[Activity]: Pull out every line below that holds the word "classify".

(Extracted data entries)
........

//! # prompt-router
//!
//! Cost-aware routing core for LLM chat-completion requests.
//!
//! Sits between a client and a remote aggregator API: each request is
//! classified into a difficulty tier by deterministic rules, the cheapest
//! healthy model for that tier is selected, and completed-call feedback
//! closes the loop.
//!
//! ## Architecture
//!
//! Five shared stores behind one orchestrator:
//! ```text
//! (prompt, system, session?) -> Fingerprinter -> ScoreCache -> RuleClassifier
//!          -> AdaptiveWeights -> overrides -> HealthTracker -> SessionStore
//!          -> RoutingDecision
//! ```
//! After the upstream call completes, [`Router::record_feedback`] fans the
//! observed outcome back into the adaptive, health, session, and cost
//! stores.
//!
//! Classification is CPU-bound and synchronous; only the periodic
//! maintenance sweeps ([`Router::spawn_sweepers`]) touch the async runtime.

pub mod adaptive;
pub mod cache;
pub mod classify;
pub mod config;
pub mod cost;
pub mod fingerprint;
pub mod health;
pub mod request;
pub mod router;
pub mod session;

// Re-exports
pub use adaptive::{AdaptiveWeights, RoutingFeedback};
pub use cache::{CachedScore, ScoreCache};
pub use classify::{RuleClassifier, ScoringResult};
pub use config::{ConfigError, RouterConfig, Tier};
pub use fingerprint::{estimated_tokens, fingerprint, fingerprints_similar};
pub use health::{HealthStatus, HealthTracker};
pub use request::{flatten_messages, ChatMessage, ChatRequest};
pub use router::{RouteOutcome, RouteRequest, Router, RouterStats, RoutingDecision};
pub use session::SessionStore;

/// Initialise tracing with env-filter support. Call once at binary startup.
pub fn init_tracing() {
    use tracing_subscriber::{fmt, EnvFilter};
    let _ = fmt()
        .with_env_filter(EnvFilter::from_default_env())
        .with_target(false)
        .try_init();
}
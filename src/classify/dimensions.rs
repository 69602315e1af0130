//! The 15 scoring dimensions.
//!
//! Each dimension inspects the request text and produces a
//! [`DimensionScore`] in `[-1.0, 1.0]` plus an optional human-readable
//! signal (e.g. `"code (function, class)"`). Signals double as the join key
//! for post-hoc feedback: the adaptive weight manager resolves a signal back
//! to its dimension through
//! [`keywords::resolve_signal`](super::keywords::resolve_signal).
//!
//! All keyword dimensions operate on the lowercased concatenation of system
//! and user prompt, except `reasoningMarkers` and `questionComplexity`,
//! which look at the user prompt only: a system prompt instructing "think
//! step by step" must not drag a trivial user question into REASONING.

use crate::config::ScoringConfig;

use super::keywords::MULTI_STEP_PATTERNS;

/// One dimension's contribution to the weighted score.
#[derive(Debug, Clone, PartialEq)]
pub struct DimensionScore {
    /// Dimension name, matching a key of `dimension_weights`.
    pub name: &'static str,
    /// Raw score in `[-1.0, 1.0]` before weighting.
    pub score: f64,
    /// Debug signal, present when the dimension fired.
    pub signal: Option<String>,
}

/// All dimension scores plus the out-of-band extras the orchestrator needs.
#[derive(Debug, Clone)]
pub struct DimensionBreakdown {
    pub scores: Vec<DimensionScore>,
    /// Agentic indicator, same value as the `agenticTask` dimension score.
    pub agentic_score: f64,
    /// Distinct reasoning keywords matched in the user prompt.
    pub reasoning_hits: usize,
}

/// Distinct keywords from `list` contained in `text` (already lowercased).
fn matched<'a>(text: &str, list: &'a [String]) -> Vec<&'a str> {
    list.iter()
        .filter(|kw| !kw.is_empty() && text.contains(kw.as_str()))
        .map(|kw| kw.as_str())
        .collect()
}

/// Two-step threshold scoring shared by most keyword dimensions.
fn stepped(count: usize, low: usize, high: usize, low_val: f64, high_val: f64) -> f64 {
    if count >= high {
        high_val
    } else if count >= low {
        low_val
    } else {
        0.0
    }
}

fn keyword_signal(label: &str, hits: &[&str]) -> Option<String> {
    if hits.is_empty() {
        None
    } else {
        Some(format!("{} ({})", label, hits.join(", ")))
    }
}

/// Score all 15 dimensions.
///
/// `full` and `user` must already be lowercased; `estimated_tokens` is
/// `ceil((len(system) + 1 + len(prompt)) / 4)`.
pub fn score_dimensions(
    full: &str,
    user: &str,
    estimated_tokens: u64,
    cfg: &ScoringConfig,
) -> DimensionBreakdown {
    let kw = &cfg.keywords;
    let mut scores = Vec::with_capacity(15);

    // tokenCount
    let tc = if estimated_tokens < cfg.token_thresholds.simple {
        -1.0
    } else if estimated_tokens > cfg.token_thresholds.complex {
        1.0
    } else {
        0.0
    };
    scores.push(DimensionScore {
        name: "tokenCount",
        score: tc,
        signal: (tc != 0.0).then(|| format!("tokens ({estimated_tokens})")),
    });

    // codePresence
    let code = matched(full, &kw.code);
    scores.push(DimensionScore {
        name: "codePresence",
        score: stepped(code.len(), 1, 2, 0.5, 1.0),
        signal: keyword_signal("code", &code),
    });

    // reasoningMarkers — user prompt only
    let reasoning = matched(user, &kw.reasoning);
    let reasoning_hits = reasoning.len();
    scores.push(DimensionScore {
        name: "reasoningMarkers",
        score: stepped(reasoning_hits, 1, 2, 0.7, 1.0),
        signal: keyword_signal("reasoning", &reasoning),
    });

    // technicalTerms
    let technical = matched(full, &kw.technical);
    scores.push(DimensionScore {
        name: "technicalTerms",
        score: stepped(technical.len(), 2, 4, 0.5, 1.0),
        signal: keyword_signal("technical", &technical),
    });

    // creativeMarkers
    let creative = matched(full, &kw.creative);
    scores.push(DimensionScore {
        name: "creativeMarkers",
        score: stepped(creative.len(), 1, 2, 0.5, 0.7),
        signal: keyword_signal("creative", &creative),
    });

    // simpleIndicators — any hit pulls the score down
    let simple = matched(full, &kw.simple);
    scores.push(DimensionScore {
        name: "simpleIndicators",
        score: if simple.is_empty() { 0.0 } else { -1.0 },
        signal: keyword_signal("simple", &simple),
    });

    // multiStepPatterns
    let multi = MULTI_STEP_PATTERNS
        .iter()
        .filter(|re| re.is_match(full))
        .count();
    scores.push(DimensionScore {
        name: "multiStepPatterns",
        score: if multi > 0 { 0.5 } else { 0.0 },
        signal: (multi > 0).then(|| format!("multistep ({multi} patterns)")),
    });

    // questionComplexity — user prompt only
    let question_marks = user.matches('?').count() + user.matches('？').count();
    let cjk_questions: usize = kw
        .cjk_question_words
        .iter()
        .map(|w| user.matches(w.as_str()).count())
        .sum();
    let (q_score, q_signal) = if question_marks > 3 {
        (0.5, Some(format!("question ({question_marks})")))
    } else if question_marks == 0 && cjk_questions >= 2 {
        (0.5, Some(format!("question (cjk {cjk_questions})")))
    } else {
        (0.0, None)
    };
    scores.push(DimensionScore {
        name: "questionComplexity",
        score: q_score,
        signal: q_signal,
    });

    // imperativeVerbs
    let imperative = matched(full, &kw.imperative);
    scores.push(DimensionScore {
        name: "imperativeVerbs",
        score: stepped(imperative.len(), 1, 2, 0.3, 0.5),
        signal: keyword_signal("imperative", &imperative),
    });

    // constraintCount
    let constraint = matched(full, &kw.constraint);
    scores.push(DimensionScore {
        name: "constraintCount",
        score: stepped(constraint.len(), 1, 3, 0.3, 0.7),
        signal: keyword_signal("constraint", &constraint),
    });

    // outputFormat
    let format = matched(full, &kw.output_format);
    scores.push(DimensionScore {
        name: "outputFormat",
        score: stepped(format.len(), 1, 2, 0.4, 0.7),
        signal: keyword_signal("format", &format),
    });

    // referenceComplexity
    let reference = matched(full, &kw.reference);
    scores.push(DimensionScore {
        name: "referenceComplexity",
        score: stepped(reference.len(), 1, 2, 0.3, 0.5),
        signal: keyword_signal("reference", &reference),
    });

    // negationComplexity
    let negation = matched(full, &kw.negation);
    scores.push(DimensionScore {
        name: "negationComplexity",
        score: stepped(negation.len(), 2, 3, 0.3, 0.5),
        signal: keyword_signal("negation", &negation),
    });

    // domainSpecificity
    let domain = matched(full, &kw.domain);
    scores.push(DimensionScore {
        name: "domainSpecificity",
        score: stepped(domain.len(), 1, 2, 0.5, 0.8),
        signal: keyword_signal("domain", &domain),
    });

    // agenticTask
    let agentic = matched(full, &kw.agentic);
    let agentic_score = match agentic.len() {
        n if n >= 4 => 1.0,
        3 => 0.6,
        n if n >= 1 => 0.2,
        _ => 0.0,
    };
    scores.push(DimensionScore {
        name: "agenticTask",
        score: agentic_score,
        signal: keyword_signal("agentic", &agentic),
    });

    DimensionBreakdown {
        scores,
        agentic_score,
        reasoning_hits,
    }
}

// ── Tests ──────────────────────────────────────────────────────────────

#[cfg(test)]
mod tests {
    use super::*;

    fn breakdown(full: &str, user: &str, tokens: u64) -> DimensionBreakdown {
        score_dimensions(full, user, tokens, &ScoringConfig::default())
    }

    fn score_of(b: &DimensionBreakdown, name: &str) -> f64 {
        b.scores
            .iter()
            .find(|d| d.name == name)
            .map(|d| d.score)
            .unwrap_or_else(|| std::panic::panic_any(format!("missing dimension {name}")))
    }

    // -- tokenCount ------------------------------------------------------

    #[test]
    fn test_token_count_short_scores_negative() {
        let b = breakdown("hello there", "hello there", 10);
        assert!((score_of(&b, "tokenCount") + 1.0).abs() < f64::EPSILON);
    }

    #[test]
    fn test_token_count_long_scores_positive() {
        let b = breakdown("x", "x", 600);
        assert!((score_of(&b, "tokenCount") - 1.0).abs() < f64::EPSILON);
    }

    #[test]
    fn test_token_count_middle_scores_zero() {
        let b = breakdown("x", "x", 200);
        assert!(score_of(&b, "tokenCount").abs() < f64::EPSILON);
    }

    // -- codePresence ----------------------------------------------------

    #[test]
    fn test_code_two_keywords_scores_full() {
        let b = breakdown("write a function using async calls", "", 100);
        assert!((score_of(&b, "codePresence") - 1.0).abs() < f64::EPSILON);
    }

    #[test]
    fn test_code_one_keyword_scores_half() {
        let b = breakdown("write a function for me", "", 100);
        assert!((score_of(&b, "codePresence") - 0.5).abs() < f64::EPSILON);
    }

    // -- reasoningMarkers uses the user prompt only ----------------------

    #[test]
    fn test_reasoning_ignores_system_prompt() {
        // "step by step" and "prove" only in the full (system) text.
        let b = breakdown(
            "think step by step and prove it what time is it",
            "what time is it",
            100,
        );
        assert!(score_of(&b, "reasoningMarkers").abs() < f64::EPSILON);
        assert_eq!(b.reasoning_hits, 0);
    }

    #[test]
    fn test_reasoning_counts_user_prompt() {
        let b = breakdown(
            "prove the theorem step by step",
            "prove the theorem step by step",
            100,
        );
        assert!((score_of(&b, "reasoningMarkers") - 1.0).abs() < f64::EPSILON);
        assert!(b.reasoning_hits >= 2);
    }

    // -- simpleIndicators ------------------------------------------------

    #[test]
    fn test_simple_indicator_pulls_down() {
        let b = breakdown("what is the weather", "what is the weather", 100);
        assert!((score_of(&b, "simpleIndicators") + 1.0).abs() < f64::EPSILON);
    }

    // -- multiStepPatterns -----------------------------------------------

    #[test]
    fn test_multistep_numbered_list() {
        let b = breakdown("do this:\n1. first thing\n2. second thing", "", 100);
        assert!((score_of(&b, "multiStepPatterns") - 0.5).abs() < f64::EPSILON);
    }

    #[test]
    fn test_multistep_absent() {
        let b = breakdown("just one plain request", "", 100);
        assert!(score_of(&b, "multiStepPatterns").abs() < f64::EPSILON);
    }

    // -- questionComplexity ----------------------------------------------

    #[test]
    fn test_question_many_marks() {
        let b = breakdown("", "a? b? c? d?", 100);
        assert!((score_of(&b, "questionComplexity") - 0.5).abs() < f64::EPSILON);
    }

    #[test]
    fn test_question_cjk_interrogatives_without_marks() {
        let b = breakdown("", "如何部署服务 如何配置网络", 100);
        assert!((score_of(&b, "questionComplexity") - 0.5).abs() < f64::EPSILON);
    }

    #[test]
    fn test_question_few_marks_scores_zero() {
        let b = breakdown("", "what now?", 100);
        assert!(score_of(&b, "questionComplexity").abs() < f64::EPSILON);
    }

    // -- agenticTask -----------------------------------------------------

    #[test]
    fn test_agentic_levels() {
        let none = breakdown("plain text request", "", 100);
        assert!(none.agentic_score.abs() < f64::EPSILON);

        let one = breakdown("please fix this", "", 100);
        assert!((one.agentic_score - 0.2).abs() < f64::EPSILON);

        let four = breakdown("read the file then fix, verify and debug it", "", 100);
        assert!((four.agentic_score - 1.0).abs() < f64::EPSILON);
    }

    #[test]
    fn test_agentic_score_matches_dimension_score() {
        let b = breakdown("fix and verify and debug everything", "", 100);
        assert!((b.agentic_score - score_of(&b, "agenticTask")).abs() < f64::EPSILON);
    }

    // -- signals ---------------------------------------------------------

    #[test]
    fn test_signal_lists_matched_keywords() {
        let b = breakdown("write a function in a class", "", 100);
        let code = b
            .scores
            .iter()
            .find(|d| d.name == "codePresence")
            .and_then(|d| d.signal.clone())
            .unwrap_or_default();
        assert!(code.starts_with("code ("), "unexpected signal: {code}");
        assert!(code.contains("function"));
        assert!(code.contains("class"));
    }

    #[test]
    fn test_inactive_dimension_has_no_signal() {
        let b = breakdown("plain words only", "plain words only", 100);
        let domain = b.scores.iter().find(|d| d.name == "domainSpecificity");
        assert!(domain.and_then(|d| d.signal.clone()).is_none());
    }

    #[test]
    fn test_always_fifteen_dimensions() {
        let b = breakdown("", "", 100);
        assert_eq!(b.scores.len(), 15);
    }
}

........

[Finished task]:
pub mod classify;
pub use classify::{RuleClassifier, ScoringResult};
filename src/classify/dimensions.rs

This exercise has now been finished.